Я пишу тебе, потому что слишком труслива, чтобы сказать это лично. Пишу, чтобы признаться, что ты был прав. Насчет этой жизни, Итана и меня. Я одинока. Я ненавижу все это. Я устала. Я словно кружусь на карусели – меня мутит, но я не знаю, как ее остановить.
Мне все труднее жить в теле Пенни. С каждым днем она поглощает себя… и меня. Ужасные мысли часто посещают меня и пугают до дрожи, но я ничего не могу с ними поделать. Это тело, эта душа или то, что от нее осталось… Я борюсь с ними, подавляю, но не протяну долго.
Раньше я часто задавала вопросы: почему не могу водить машину, если способна купить автопарк; почему не могу выпить вина, если способна купить винодельню; почему не могу выложить чертов пост, когда люди готовы за мной наблюдать; почему не могу говорить, что думаю, и решать, что правильно, а что нет. Теперь у меня есть ответы. Я не виню Пенни, напротив, мне жаль ее.
Я надеюсь, что у тебя все хорошо и в скором будущем станет еще лучше. Ты сможешь без страха впускать в свое убежище других людей – хороших, таких же, как ты.
Я собираюсь вернуться к прежней жизни.
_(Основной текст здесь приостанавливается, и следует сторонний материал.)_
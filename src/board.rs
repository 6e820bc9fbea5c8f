//! Board representation and the analysis grids layered on top of it.
//!
//! The board is a plain row-major grid of [`Cell`] values seen from the
//! engine's perspective: our stones are `Friendly`, the opponent's are
//! `Enemy`. The same `'.'`/`'X'`/`'O'` text form used by the host game is
//! accepted by [`Board::from_rows`] and produced by the `Display` impl, which
//! keeps test positions readable.

use std::fmt;

use crate::error::EngineError;

/// A point on the board as `(x, y)`, both in `0..size`.
pub type Point = (usize, usize);

/// State of one board cell, from the engine's point of view.
#[derive(Copy, Clone, Debug, PartialEq, Eq)]
pub enum Cell {
    Empty,
    Friendly,
    Enemy,
}

impl Cell {
    /// The other player's color. `Empty` stays `Empty`.
    pub fn opposite(self) -> Cell {
        match self {
            Cell::Friendly => Cell::Enemy,
            Cell::Enemy => Cell::Friendly,
            Cell::Empty => Cell::Empty,
        }
    }

    fn from_char(c: char) -> Option<Cell> {
        match c {
            '.' => Some(Cell::Empty),
            'X' => Some(Cell::Friendly),
            'O' => Some(Cell::Enemy),
            _ => None,
        }
    }

    fn to_char(self) -> char {
        match self {
            Cell::Empty => '.',
            Cell::Friendly => 'X',
            Cell::Enemy => 'O',
        }
    }
}

/// Ownership estimate for an empty point.
#[derive(Copy, Clone, Debug, PartialEq, Eq, Default)]
pub enum Control {
    Friendly,
    Enemy,
    #[default]
    Neutral,
}

/// A square Go board snapshot.
///
/// Equality is over the full cell contents, which is what the single-step ko
/// check compares.
#[derive(Clone, PartialEq, Eq)]
pub struct Board {
    size: usize,
    cells: Vec<Cell>,
}

impl Board {
    /// Create an empty board.
    pub fn new(size: usize) -> Self {
        Self {
            size,
            cells: vec![Cell::Empty; size * size],
        }
    }

    /// Parse a board from one string per row, top row first.
    ///
    /// Rows use `'.'` for empty, `'X'` for friendly and `'O'` for enemy.
    pub fn from_rows(rows: &[&str]) -> Result<Self, EngineError> {
        let size = rows.len();
        let mut cells = Vec::with_capacity(size * size);
        for row in rows {
            if row.chars().count() != size {
                return Err(EngineError::InvalidBoardState(format!(
                    "row {:?} does not match board size {}",
                    row, size
                )));
            }
            for c in row.chars() {
                let cell = Cell::from_char(c).ok_or_else(|| {
                    EngineError::InvalidBoardState(format!("unknown cell marker {:?}", c))
                })?;
                cells.push(cell);
            }
        }
        Ok(Self { size, cells })
    }

    /// Side length of the board.
    #[inline]
    pub fn size(&self) -> usize {
        self.size
    }

    #[inline]
    fn idx(&self, (x, y): Point) -> usize {
        y * self.size + x
    }

    /// Cell at `p`. `p` must be in bounds.
    #[inline]
    pub fn get(&self, p: Point) -> Cell {
        self.cells[self.idx(p)]
    }

    /// Overwrite the cell at `p`.
    #[inline]
    pub fn set(&mut self, p: Point, cell: Cell) {
        let i = self.idx(p);
        self.cells[i] = cell;
    }

    /// Iterate over all points in row-major order.
    ///
    /// Row-major is load-bearing: the finders return the *first* match, so
    /// scan order is part of their behavior.
    pub fn points(&self) -> impl Iterator<Item = Point> + use<> {
        let size = self.size;
        (0..size).flat_map(move |y| (0..size).map(move |x| (x, y)))
    }

    /// Number of non-empty cells.
    pub fn stone_count(&self) -> usize {
        self.cells.iter().filter(|c| **c != Cell::Empty).count()
    }
}

impl fmt::Display for Board {
    fn fmt(&self, f: &mut fmt::Formatter<'_>) -> fmt::Result {
        for y in 0..self.size {
            for x in 0..self.size {
                write!(f, "{} ", self.get((x, y)).to_char())?;
            }
            writeln!(f)?;
        }
        Ok(())
    }
}

impl fmt::Debug for Board {
    fn fmt(&self, f: &mut fmt::Formatter<'_>) -> fmt::Result {
        writeln!(f, "Board({}x{})", self.size, self.size)?;
        fmt::Display::fmt(self, f)
    }
}

/// A square grid of per-point analysis values (valid-move mask, liberty
/// counts, chain ids, territory control).
#[derive(Clone, Debug)]
pub struct Grid<T> {
    size: usize,
    cells: Vec<T>,
}

impl<T: Copy + Default> Grid<T> {
    /// Create a grid filled with `T::default()`.
    pub fn new(size: usize) -> Self {
        Self {
            size,
            cells: vec![T::default(); size * size],
        }
    }

    /// Side length of the grid.
    #[inline]
    pub fn size(&self) -> usize {
        self.size
    }

    /// Value at `p`. `p` must be in bounds.
    #[inline]
    pub fn get(&self, (x, y): Point) -> T {
        self.cells[y * self.size + x]
    }

    /// Overwrite the value at `p`.
    #[inline]
    pub fn set(&mut self, (x, y): Point, value: T) {
        self.cells[y * self.size + x] = value;
    }
}

#[cfg(test)]
mod tests {
    use super::*;

    #[test]
    fn parse_and_display_roundtrip() {
        let rows = [". X .", "O . X", ". . ."].map(|r| r.replace(' ', ""));
        let rows: Vec<&str> = rows.iter().map(String::as_str).collect();
        let board = Board::from_rows(&rows).unwrap();
        assert_eq!(board.get((1, 0)), Cell::Friendly);
        assert_eq!(board.get((0, 1)), Cell::Enemy);
        assert_eq!(board.get((2, 2)), Cell::Empty);

        let text = board.to_string();
        let reparsed: Vec<String> = text
            .lines()
            .map(|l| l.split_whitespace().collect())
            .collect();
        let reparsed: Vec<&str> = reparsed.iter().map(String::as_str).collect();
        assert_eq!(Board::from_rows(&reparsed).unwrap(), board);
    }

    #[test]
    fn from_rows_rejects_bad_input() {
        assert!(Board::from_rows(&["..", "...", "..."]).is_err());
        assert!(Board::from_rows(&["..?", "...", "..."]).is_err());
    }

    #[test]
    fn points_are_row_major() {
        let board = Board::new(3);
        let pts: Vec<Point> = board.points().collect();
        assert_eq!(pts[0], (0, 0));
        assert_eq!(pts[1], (1, 0));
        assert_eq!(pts[3], (0, 1));
        assert_eq!(pts.len(), 9);
    }

    #[test]
    fn board_equality_sees_every_cell() {
        let mut a = Board::new(5);
        let b = a.clone();
        assert_eq!(a, b);
        a.set((4, 4), Cell::Enemy);
        assert_ne!(a, b);
    }
}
У меня есть план: завтра на годовщине свадьбы моих родителей, ненастоящих родителей, я расскажу правду, а журналисты, их позовет моя помощница, сделают это достоянием общественности. Я заставлю их поверить. Понимаю, план выглядит как плод больного воображения, но я сделаю это, и они либо поверят, либо решат, что мой мозг окончательно расплавился от денег и славы. Других идей у меня нет.
Если получится, я встречусь с папой, мамой, Энн и Мелани. Эта вера греет душу. Но в то же время я боюсь возвращаться, ведь не знаю, вспомнишь ли ты меня такой, какой знаешь сейчас. Вспомнишь ли наши разговоры или забудешь обо всем, в том числе и то, что я называла тебя неудачником. Будешь ли ты ненавидеть меня или останешься равнодушен? Не знаю, что из этого принесет больше боли.
Я нашла свою семью. И потеряла. Пять дней назад моя сестра умерла от рака. Я была на похоронах и впервые видела мамины слезы. Я предложила отцу помощь, но он отказался. Он так смотрел, что казалось: он желает мне провалиться сквозь землю с моими дурацкими деньгами.
Если ничего не выйдет, если я не вернусь, то, боюсь, придется… придется попрощаться и с этой жизнью, потому что я не смогу существовать в мире, в котором Энн умерла по моей вине.
В любом случае я хочу, чтобы ты знал: ты очень дорог мне. В любой из жизней. Ты многому меня научил и помог многое понять. В случае моей смерти все то, чем я сейчас владею, достанется тебе. Я знаю, что ты не нуждаешься в деньгах, что будешь работать в кофейне до тех пор, пока здание не обратится в прах, но также знаю, что ты единственный человек, который распорядится ими правильно. Если захочешь, пожертвуй их фонду братьев Бэрлоу. Они помогают онкобольным. Или открой свой фонд и помогай людям с социальным тревожным расстройством. Я уверена, что ты сделаешь все как надо.
Увидимся в другой жизни или на небесах, хотя в раю ты меня, скорее всего, не встретишь. Прости за все.